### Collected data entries
━━━━━━━━━━━━━━━━
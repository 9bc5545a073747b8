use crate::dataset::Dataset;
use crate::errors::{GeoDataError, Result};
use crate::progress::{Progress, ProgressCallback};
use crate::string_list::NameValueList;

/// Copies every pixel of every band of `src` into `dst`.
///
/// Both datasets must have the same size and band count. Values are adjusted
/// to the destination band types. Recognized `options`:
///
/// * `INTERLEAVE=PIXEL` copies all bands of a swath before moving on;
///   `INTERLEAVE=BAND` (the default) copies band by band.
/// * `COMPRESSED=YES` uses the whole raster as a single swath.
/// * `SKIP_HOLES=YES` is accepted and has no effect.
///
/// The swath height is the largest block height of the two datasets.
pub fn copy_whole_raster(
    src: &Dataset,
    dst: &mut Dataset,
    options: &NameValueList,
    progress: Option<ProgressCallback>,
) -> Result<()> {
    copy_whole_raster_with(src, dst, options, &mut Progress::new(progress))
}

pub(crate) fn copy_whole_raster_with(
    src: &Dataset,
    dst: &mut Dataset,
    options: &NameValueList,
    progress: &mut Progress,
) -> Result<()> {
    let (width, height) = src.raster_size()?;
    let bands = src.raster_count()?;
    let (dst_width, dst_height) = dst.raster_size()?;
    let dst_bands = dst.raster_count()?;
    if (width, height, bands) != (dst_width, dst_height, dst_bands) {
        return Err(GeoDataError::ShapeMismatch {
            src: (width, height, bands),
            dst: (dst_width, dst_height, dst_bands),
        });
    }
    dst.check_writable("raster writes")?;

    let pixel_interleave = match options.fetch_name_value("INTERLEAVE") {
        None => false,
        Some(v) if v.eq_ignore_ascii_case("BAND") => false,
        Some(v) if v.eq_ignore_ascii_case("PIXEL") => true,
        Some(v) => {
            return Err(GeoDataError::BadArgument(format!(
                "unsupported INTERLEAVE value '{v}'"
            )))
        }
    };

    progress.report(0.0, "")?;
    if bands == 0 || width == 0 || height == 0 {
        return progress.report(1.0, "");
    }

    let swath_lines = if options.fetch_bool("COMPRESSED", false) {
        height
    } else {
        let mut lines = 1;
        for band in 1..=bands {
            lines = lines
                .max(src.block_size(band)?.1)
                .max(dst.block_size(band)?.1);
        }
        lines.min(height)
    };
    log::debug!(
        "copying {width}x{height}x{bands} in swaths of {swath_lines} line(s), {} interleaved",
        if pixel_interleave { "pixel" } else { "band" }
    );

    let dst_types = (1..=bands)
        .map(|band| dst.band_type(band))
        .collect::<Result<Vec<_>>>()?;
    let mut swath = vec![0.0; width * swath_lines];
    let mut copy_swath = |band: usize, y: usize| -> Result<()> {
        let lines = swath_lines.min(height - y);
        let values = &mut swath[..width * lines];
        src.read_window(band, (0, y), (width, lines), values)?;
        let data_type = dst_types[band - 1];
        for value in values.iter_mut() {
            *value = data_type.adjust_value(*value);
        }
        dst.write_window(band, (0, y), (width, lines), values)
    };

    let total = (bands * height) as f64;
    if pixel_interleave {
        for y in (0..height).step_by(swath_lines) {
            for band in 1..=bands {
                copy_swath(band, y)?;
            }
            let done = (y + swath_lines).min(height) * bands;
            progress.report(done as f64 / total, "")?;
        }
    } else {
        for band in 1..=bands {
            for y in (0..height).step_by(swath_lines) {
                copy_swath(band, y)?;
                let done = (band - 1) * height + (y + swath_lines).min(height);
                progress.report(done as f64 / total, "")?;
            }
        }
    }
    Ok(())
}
━━━━━━━━━━━━━━━━
### About this exercise
What is the number of lines in the records that contain "GeoDataError"? Answer with it alone.

### Exercise solution
3